Only the lines that hold "seen" should be in the answer, each copied from the data below.
GIVEN RECORDS START
use crate::model::{PolicySpec, RepoSpec, RuleSpec, SpecV1};
use camino::Utf8PathBuf;
use repomgr_domain::params::RuleParams;
use repomgr_domain::{PolicyConfig, RepoTarget, RuleConfig};
use repomgr_types::ids;
use serde_yaml::Value;
use std::collections::BTreeSet;
use thiserror::Error;

#[derive(Debug, Error)]
pub enum SpecError {
    #[error("cannot unmarshal spec")]
    Parse(#[from] serde_yaml::Error),

    #[error("unknown spec version `{found}` (supported: {supported})", supported = ids::SPEC_VERSION_V1)]
    Version { found: String },

    #[error("invalid params for rule `{rule}` in policy `{policy}`: {reason}")]
    Config {
        policy: String,
        rule: String,
        reason: String,
    },

    #[error("duplicate policy id `{0}`")]
    DuplicatePolicy(String),
}

/// A validated spec, converted into the inputs of the evaluation engine.
#[derive(Clone, Debug, PartialEq, Eq)]
pub struct ResolvedSpec {
    /// Policies in declaration order.
    pub policies: Vec<PolicyConfig>,
    /// Repositories in declaration order.
    pub repos: Vec<RepoTarget>,
}

pub fn resolve_spec(spec: SpecV1) -> Result<ResolvedSpec, SpecError> {
    check_version(&spec)?;

    let mut seen = BTreeSet::new();
    let mut policies = Vec::with_capacity(spec.policies.len());
    for policy in spec.policies {
        if !seen.insert(policy.id.clone()) {
            return Err(SpecError::DuplicatePolicy(policy.id));
        }
        policies.push(resolve_policy(policy)?);
    }

    let repos = spec.repos.into_iter().map(resolve_repo).collect();

    Ok(ResolvedSpec { policies, repos })
}

fn check_version(spec: &SpecV1) -> Result<(), SpecError> {
    let found = spec
        .version
        .as_ref()
        .map(ToString::to_string)
        .unwrap_or_default();
    if found != ids::SPEC_VERSION_V1 {
        return Err(SpecError::Version { found });
    }
    Ok(())
}

fn resolve_policy(policy: PolicySpec) -> Result<PolicyConfig, SpecError> {
    let mut rules = Vec::with_capacity(policy.rules.len());
    for rule in policy.rules {
        rules.push(resolve_rule(&policy.id, rule)?);
    }
    Ok(PolicyConfig {
        id: policy.id,
        name: policy.name,
        rules,
    })
}

fn resolve_rule(policy_id: &str, rule: RuleSpec) -> Result<RuleConfig, SpecError> {
    let params = match &rule.params {
        None => RuleParams::new(),
        Some(mapping) => decode_params(mapping).map_err(|reason| SpecError::Config {
            policy: policy_id.to_string(),
            rule: rule.rule.clone(),
            reason,
        })?,
    };
    Ok(RuleConfig {
        rule: rule.rule,
        params,
    })
}

fn resolve_repo(repo: RepoSpec) -> RepoTarget {
    RepoTarget {
        name: repo.name,
        path: Utf8PathBuf::from(repo.path),
        repo_type: repo.repo_type,
        policies: repo.policies,
    }
}

/// Weakly decode a YAML mapping into string params.
///
/// Scalar keys and values are stringified; null becomes an empty string.
/// Sequences, mappings and tagged values are rejected.
pub fn decode_params(mapping: &serde_yaml::Mapping) -> Result<RuleParams, String> {
    let mut params = RuleParams::new();
    for (key, value) in mapping {
        let key = scalar_to_string(key).ok_or_else(|| "param names must be scalars".to_string())?;
        let value = scalar_to_string(value)
            .ok_or_else(|| format!("param `{key}` must be a scalar value"))?;
        if params.get(&key).is_some() {
            return Err(format!("param `{key}` given more than once"));
        }
        params.insert(key, value);
    }
    Ok(params)
}

fn scalar_to_string(value: &Value) -> Option<String> {
    match value {
        Value::Null => Some(String::new()),
        Value::Bool(b) => Some(b.to_string()),
        Value::Number(n) => Some(n.to_string()),
        Value::String(s) => Some(s.clone()),
        Value::Sequence(_) | Value::Mapping(_) | Value::Tagged(_) => None,
    }
}

#[cfg(test)]
mod tests {
    use super::*;
    use crate::model::SpecVersion;

    fn mapping(yaml: &str) -> serde_yaml::Mapping {
        serde_yaml::from_str(yaml).expect("mapping")
    }

    #[test]
    fn decode_stringifies_scalars() {
        let params = decode_params(&mapping("module: github.com/a/b\nminVersion: 2\nflag: true\nempty: ~\n"))
            .expect("decode");
        assert_eq!(params.get("module"), Some("github.com/a/b"));
        assert_eq!(params.get("minversion"), Some("2"));
        assert_eq!(params.get("flag"), Some("true"));
        assert_eq!(params.get("empty"), Some(""));
    }

    #[test]
    fn decode_rejects_nested_values() {
        let err = decode_params(&mapping("module:\n  - a\n  - b\n")).unwrap_err();
        assert_eq!(err, "param `module` must be a scalar value");
    }

    #[test]
    fn decode_rejects_case_insensitive_duplicates() {
        let err = decode_params(&mapping("minVersion: v1\nminversion: v2\n")).unwrap_err();
        assert!(err.contains("more than once"), "{err}");
    }

    #[test]
    fn version_accepts_number_or_string() {
        for version in [SpecVersion::Number(1), SpecVersion::Text("1".to_string())] {
            let spec = SpecV1 {
                version: Some(version),
                ..SpecV1::default()
            };
            assert!(resolve_spec(spec).is_ok());
        }
    }

    #[test]
    fn missing_version_is_rejected() {
        let err = resolve_spec(SpecV1::default()).unwrap_err();
        assert!(matches!(err, SpecError::Version { ref found } if found.is_empty()));
    }
}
GIVEN RECORDS END
* [YOUR SOLUTION]
    let mut seen = BTreeSet::new();
        if !seen.insert(policy.id.clone()) {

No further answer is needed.